Your task: Copy exactly the lines from the first line of the records below through the line containing "fn drive_status() ->", including both, and nothing else.

Supplied material:
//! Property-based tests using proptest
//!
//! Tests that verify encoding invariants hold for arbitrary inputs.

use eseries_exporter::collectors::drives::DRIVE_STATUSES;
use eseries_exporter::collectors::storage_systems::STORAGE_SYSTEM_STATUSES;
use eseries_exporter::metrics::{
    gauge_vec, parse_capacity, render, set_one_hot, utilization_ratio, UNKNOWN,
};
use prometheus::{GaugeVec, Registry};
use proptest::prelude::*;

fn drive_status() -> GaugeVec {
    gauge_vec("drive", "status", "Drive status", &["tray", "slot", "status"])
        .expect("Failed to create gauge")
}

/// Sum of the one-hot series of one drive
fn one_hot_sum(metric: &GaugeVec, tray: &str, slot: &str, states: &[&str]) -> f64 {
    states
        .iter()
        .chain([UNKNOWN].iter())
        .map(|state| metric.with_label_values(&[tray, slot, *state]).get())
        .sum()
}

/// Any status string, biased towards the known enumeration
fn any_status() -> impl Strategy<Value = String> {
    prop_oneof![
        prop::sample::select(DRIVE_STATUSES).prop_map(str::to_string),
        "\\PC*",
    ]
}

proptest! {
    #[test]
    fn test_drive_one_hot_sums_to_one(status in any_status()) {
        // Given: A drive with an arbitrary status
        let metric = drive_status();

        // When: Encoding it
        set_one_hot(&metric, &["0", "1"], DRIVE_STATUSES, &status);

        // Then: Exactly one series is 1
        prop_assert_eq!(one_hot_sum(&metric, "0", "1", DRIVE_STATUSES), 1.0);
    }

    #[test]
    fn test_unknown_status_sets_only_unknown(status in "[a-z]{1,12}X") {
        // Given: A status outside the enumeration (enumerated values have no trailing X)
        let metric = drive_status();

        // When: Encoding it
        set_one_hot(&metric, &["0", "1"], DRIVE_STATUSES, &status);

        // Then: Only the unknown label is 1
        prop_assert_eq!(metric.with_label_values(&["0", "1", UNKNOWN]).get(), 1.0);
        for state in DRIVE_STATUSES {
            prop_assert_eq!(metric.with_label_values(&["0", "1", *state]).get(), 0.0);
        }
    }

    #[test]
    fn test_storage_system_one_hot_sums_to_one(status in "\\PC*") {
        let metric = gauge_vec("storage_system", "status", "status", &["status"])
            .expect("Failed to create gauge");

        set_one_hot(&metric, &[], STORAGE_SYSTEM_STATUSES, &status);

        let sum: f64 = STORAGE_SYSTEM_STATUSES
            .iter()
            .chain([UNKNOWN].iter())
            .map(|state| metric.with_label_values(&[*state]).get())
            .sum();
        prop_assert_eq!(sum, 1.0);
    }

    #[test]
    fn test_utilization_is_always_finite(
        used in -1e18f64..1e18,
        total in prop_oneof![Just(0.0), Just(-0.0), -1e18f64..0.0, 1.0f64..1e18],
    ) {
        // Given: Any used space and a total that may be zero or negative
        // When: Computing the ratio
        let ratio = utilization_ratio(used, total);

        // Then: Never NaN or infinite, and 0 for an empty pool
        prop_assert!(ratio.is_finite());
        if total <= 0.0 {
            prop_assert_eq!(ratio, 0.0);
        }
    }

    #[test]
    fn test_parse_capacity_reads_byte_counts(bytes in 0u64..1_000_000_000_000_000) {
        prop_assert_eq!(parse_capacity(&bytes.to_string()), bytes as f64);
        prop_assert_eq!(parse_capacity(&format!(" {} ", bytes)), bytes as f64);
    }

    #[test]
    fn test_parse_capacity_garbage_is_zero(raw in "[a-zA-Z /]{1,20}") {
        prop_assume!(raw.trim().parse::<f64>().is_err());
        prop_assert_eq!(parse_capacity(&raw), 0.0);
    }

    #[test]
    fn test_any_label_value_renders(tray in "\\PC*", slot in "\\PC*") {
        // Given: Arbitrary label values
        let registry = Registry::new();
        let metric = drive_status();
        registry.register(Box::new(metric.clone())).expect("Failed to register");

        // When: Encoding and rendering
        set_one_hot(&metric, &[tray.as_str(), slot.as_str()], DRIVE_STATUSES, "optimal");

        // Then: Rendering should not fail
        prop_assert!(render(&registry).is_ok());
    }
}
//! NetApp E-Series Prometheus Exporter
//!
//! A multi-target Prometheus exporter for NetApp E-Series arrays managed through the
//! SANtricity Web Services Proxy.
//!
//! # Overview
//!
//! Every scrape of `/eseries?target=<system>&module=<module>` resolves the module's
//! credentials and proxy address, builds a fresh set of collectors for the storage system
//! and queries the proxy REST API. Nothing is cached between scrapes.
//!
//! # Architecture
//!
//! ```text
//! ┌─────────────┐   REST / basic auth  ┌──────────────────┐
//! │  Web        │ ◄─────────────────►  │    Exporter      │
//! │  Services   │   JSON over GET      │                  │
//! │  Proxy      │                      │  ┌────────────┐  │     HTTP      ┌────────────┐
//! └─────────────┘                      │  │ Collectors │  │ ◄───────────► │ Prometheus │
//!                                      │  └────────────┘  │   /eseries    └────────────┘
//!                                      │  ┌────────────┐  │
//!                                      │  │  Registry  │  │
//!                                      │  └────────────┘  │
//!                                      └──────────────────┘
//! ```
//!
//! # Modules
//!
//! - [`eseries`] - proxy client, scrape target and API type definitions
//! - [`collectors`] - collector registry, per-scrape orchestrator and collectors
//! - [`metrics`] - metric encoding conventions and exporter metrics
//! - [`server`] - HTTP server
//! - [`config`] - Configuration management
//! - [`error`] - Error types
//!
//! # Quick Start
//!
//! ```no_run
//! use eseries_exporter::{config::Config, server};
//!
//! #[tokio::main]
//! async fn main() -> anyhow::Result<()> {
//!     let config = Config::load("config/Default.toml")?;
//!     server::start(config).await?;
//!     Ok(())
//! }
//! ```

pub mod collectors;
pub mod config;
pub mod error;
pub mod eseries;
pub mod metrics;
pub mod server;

Output for this task:
//! Property-based tests using proptest
//!
//! Tests that verify encoding invariants hold for arbitrary inputs.

use eseries_exporter::collectors::drives::DRIVE_STATUSES;
use eseries_exporter::collectors::storage_systems::STORAGE_SYSTEM_STATUSES;
use eseries_exporter::metrics::{
    gauge_vec, parse_capacity, render, set_one_hot, utilization_ratio, UNKNOWN,
};
use prometheus::{GaugeVec, Registry};
use proptest::prelude::*;

fn drive_status() -> GaugeVec {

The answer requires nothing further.